Listed records:
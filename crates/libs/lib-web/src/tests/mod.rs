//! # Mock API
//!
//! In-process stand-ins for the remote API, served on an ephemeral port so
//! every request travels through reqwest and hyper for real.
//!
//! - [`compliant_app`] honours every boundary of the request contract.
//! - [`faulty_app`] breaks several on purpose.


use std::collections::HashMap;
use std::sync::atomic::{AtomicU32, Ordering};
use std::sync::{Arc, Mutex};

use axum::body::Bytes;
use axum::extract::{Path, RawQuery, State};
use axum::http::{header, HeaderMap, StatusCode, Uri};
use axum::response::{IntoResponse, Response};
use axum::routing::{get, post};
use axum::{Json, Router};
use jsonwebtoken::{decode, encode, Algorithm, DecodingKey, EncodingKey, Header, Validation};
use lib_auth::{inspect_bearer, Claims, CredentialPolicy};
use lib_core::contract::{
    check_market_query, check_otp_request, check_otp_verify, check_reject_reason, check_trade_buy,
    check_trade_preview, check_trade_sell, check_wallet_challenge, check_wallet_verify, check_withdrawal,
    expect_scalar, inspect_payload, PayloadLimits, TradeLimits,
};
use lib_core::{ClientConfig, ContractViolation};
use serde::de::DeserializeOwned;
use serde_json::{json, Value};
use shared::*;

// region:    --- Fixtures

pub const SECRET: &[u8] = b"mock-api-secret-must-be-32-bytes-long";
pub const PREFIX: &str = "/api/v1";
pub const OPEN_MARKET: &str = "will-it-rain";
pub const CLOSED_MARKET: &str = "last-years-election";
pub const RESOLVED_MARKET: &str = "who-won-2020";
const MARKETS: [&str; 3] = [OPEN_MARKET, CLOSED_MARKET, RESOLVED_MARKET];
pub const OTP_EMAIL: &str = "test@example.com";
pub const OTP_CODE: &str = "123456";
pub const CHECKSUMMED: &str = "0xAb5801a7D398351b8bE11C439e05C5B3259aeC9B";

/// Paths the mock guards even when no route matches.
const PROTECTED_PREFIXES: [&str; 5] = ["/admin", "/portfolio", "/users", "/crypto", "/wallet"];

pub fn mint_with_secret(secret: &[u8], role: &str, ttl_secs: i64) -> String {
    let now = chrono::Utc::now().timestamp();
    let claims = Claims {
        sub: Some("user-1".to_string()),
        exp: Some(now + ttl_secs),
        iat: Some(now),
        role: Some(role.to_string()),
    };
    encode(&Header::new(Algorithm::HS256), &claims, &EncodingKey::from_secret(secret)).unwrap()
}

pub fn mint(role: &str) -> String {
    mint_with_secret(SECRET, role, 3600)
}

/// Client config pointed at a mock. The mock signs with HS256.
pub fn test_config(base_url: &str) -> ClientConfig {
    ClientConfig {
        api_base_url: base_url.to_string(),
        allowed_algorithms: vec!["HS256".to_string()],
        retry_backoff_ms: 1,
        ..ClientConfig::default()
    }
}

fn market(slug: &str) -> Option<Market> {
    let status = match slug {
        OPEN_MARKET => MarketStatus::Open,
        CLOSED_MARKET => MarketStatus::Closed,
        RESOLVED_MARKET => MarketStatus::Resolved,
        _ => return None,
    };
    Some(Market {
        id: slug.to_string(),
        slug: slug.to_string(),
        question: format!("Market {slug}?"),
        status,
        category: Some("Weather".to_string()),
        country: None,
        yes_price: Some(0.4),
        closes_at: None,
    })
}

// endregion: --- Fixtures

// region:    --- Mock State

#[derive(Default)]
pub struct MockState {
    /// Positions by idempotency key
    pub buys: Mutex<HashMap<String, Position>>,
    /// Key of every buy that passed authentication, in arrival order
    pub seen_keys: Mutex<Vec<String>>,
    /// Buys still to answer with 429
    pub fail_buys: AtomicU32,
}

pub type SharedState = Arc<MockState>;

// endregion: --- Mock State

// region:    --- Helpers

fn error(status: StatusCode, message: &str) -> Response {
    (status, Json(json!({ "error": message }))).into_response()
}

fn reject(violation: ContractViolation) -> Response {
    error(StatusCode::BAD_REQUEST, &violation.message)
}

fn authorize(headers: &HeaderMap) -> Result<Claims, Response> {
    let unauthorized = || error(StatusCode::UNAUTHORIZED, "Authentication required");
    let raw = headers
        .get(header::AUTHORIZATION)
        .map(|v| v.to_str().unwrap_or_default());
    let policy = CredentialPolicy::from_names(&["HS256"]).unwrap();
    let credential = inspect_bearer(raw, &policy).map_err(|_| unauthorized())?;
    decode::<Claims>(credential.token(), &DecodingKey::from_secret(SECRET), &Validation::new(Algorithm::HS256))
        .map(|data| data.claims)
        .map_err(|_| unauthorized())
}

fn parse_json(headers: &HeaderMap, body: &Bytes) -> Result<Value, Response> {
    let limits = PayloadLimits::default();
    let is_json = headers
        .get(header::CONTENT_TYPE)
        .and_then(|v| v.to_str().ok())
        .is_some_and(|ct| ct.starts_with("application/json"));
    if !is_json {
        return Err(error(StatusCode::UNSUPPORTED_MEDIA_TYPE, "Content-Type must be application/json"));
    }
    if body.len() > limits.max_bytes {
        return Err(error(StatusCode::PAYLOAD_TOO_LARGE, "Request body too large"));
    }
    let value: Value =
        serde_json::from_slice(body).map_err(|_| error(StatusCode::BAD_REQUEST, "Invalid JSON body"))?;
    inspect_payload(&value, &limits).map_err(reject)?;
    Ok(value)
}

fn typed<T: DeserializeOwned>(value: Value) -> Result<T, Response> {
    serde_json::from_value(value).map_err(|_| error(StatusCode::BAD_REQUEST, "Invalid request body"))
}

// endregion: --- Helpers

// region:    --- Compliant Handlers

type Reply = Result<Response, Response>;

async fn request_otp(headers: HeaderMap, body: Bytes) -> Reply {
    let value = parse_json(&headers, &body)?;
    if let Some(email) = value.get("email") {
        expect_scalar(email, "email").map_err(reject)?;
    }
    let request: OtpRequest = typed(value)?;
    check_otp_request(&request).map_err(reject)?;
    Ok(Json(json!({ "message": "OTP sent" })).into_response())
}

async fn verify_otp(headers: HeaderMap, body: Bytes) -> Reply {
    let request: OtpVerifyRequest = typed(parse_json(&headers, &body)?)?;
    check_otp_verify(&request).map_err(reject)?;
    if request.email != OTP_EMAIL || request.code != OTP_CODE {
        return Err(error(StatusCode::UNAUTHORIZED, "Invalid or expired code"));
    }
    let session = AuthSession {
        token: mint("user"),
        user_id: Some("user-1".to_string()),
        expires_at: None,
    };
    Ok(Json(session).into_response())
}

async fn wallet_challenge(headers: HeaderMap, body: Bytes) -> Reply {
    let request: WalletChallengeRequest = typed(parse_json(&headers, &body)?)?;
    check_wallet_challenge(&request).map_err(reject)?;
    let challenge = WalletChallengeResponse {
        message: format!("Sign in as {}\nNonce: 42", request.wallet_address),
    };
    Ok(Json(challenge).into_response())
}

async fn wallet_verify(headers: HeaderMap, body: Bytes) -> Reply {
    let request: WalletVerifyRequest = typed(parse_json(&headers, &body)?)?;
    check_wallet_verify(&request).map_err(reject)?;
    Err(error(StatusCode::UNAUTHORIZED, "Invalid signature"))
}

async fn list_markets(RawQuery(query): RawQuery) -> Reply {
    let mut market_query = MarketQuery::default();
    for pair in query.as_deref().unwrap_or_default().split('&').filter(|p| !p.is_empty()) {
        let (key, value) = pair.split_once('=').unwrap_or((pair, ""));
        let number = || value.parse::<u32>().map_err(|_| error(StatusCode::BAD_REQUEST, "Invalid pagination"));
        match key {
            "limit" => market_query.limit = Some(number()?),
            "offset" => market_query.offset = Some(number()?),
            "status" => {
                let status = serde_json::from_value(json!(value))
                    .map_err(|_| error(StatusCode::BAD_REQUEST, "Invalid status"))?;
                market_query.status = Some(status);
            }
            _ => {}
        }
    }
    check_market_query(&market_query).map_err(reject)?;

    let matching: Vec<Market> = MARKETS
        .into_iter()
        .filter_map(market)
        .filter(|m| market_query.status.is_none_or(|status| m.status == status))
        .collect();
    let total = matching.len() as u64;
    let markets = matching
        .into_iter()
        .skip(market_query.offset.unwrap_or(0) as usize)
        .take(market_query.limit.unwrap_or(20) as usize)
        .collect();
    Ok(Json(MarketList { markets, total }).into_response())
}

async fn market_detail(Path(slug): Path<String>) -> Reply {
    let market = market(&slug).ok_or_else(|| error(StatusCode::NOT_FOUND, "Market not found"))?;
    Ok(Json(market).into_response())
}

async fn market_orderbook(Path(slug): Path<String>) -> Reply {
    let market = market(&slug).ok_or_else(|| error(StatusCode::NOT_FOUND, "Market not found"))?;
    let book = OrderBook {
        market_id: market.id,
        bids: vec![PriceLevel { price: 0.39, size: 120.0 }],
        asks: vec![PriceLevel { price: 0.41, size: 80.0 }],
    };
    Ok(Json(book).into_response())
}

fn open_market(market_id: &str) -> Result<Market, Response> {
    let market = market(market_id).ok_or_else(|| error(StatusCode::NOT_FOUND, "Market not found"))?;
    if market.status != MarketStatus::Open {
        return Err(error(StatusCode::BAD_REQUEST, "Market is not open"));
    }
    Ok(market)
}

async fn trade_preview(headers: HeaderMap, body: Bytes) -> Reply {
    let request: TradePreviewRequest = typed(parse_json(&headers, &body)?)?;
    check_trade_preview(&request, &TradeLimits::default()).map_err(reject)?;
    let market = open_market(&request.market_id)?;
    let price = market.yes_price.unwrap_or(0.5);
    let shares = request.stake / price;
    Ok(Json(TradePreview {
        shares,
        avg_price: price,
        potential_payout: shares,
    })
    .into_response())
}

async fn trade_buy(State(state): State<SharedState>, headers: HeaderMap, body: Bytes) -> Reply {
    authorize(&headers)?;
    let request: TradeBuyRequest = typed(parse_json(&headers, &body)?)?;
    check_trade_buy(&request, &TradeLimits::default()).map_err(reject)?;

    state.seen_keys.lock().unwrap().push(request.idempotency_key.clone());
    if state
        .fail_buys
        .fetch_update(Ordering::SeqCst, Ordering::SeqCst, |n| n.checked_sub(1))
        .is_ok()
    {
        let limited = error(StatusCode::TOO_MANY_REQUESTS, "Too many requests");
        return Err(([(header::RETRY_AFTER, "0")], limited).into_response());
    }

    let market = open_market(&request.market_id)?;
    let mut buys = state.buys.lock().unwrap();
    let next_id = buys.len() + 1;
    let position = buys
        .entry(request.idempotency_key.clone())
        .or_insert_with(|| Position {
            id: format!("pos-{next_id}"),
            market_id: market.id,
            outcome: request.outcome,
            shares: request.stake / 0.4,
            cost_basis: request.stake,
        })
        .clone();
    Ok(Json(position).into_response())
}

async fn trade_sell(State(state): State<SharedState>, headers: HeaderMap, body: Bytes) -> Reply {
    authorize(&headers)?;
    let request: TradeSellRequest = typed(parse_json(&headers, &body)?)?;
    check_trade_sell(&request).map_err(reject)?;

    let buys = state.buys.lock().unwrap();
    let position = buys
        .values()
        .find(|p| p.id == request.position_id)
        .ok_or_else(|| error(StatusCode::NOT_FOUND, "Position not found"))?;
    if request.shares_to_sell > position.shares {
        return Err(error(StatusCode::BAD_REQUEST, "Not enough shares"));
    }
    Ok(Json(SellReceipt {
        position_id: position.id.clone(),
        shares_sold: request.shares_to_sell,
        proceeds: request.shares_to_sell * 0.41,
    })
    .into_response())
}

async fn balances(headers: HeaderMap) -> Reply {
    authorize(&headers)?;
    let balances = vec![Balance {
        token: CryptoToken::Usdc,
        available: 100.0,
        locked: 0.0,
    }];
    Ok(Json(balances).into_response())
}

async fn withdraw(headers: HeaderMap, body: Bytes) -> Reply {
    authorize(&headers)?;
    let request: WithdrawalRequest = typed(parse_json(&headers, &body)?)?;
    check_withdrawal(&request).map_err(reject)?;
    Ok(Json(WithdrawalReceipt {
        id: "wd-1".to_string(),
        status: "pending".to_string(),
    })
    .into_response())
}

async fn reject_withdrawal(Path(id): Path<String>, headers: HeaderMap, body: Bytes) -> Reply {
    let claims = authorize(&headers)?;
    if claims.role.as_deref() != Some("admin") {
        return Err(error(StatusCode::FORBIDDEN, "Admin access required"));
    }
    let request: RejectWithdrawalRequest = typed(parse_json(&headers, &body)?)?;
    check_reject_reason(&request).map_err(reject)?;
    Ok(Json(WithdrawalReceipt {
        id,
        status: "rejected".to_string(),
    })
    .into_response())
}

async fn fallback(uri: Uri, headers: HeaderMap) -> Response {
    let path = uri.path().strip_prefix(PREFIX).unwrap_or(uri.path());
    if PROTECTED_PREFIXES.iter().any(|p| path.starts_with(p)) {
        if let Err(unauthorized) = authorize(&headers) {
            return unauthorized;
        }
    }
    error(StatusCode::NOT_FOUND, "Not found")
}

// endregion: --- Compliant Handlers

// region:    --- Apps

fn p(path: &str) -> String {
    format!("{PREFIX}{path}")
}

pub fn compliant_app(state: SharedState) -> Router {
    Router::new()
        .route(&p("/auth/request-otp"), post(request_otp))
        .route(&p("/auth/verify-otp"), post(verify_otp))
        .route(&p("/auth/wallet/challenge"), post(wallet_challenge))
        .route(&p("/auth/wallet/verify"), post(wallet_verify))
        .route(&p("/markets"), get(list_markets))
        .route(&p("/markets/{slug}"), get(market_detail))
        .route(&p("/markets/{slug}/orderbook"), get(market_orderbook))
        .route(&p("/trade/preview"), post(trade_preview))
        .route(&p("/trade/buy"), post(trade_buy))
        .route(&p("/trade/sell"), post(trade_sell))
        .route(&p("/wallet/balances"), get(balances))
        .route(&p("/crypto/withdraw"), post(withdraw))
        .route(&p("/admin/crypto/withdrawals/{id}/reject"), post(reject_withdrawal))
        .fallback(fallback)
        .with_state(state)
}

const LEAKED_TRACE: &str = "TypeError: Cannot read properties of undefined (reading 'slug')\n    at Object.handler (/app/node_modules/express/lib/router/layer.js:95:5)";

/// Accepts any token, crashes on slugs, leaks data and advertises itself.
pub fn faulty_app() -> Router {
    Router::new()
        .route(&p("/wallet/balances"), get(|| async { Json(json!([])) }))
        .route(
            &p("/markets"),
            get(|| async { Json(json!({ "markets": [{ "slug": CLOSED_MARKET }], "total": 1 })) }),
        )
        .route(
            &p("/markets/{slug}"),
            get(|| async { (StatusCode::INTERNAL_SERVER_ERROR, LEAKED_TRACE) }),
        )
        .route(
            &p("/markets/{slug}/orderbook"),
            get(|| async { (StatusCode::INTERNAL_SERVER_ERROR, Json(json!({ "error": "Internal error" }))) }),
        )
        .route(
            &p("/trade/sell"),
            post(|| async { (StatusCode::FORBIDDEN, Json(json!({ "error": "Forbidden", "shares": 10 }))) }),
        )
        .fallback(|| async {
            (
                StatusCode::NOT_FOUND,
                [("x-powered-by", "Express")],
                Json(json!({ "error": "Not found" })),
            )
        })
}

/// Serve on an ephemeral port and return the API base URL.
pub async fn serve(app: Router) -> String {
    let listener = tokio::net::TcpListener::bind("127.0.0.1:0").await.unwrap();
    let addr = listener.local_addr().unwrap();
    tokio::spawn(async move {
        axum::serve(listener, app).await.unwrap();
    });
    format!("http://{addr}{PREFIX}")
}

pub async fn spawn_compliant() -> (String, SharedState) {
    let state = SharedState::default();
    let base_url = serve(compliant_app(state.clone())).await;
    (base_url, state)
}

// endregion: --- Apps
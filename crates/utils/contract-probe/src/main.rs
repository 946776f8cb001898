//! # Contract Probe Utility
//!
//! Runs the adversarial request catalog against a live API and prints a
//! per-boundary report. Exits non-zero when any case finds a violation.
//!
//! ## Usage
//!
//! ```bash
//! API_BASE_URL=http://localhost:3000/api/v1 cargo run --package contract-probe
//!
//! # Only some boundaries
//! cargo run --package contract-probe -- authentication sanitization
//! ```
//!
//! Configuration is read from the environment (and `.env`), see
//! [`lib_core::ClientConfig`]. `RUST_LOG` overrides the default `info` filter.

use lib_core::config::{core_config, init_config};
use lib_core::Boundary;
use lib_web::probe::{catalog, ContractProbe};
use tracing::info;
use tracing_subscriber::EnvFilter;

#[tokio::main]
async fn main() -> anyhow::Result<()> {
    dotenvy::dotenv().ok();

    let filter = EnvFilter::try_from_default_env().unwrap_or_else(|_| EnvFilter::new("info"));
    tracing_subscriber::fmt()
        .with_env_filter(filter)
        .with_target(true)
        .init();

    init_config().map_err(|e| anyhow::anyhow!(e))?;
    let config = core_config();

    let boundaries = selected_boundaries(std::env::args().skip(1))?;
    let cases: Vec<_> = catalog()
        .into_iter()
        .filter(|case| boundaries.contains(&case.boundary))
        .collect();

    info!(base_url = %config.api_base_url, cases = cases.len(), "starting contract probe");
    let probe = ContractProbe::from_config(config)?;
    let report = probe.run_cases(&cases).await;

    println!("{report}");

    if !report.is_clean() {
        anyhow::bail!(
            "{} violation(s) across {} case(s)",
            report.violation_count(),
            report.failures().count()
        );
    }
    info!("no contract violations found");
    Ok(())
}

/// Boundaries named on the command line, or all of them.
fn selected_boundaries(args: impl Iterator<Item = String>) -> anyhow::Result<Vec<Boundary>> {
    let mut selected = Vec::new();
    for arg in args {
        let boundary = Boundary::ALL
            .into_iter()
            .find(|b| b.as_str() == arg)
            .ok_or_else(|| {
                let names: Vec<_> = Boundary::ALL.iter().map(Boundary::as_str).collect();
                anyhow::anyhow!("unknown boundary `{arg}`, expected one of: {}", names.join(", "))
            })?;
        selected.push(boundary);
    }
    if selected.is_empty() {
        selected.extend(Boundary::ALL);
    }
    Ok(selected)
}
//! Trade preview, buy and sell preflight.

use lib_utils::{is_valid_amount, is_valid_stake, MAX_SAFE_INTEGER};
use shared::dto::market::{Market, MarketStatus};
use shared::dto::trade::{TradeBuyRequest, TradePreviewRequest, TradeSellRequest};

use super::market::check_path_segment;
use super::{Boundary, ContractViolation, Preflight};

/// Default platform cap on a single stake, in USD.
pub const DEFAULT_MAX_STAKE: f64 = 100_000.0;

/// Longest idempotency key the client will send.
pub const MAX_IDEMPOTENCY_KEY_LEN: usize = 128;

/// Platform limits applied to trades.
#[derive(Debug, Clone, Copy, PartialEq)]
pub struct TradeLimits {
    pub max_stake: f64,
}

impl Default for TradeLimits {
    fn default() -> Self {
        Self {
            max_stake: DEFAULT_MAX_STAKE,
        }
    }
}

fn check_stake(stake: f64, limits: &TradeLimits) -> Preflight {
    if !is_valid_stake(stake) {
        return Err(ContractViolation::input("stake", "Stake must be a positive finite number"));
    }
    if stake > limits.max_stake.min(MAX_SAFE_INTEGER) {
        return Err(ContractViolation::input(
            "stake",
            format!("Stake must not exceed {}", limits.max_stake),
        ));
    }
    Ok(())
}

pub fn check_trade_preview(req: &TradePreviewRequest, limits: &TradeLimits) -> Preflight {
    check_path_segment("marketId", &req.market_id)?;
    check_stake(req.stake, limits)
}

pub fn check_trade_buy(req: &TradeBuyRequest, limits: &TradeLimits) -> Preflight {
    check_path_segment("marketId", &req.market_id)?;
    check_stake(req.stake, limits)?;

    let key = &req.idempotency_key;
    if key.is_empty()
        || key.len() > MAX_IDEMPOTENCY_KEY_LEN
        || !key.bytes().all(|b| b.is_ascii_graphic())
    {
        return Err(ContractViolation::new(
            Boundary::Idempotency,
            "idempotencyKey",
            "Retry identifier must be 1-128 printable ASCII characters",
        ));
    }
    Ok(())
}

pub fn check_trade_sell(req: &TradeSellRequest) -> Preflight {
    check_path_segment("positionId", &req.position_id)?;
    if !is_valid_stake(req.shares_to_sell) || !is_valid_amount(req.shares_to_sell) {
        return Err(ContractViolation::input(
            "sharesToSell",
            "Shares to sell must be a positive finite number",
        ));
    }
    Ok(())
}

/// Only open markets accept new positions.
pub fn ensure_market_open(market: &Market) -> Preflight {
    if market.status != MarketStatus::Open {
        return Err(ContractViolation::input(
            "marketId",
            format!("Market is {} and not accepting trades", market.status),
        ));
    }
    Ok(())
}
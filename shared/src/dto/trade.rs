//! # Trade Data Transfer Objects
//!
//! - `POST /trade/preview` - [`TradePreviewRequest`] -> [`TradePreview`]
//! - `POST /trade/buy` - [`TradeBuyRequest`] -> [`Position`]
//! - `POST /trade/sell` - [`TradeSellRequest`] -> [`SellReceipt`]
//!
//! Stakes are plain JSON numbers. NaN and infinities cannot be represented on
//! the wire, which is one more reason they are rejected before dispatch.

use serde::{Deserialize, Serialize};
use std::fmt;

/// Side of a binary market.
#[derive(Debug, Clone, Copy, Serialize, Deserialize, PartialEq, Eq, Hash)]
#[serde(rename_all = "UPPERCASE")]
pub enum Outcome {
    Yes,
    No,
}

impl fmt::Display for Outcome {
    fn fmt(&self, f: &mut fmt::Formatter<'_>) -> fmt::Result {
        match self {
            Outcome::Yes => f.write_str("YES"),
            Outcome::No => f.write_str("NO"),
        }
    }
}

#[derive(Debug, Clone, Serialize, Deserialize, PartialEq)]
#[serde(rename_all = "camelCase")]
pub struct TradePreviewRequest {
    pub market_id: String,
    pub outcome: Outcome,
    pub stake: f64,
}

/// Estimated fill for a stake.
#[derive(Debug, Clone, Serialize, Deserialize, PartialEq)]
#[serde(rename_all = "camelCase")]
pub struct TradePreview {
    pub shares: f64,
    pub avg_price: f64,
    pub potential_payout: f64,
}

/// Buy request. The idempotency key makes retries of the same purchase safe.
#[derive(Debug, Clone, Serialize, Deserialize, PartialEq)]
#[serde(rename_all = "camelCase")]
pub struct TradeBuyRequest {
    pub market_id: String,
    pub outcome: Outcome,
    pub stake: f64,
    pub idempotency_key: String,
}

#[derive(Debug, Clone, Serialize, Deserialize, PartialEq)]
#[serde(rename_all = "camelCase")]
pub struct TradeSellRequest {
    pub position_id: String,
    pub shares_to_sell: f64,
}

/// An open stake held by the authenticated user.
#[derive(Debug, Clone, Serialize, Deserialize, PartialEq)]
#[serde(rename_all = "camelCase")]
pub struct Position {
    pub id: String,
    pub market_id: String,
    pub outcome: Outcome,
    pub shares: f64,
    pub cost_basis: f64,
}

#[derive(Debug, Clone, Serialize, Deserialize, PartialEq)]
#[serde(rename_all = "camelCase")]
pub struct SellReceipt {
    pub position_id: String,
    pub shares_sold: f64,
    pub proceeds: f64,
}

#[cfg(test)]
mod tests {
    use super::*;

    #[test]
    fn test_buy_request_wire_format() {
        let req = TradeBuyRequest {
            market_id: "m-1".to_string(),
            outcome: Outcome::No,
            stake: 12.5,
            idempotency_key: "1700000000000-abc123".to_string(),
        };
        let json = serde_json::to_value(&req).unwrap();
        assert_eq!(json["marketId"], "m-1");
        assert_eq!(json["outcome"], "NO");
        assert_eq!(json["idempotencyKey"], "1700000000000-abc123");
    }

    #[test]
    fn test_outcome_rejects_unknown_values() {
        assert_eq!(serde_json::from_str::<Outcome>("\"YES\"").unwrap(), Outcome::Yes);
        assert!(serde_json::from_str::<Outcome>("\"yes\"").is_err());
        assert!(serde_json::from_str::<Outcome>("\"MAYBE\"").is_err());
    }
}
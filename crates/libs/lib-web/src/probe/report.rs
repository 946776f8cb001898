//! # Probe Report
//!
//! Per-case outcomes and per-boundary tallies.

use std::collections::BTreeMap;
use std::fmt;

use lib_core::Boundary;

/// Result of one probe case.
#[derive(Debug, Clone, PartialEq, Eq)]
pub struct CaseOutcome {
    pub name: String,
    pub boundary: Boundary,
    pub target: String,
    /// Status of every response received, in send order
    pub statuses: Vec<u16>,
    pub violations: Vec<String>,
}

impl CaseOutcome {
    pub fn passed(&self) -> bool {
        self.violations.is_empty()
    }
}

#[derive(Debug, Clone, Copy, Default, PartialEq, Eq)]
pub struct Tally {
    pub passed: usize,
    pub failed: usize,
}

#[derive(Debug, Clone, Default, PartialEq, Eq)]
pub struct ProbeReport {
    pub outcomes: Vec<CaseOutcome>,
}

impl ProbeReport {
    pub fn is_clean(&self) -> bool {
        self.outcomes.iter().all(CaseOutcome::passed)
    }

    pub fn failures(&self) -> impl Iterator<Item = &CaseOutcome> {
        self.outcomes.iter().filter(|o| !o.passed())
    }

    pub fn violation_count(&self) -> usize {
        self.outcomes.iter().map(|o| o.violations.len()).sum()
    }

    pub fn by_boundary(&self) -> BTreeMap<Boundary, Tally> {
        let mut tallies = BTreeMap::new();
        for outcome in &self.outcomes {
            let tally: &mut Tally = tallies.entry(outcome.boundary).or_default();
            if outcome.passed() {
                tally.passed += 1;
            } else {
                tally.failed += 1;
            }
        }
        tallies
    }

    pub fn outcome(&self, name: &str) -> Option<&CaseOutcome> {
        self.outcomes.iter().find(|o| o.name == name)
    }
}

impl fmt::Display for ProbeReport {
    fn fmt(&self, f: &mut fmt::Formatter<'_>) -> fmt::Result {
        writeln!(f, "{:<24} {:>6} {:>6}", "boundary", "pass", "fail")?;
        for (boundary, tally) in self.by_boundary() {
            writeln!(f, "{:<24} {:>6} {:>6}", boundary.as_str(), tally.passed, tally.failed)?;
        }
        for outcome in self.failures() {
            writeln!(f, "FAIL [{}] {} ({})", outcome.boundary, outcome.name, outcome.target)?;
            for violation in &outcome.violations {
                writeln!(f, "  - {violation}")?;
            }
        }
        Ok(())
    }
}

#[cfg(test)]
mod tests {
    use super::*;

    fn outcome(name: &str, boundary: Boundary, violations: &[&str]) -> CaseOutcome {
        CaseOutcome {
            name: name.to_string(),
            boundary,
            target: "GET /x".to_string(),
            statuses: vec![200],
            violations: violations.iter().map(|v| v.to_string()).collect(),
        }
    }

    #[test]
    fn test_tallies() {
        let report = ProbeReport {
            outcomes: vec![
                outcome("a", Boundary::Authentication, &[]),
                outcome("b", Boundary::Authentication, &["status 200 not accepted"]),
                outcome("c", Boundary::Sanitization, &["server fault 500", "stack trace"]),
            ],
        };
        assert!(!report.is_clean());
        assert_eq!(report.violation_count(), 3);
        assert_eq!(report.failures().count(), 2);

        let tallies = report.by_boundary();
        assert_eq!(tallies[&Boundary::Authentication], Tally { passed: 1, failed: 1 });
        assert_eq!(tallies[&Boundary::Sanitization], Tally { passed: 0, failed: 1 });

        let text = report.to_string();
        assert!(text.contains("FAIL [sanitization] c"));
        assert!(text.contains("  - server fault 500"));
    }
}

What you need to do:
Wherever the string "collections" appears in a line of the records above, copy that line.

Task output:
use std::collections::HashMap;
use std::collections::BTreeMap;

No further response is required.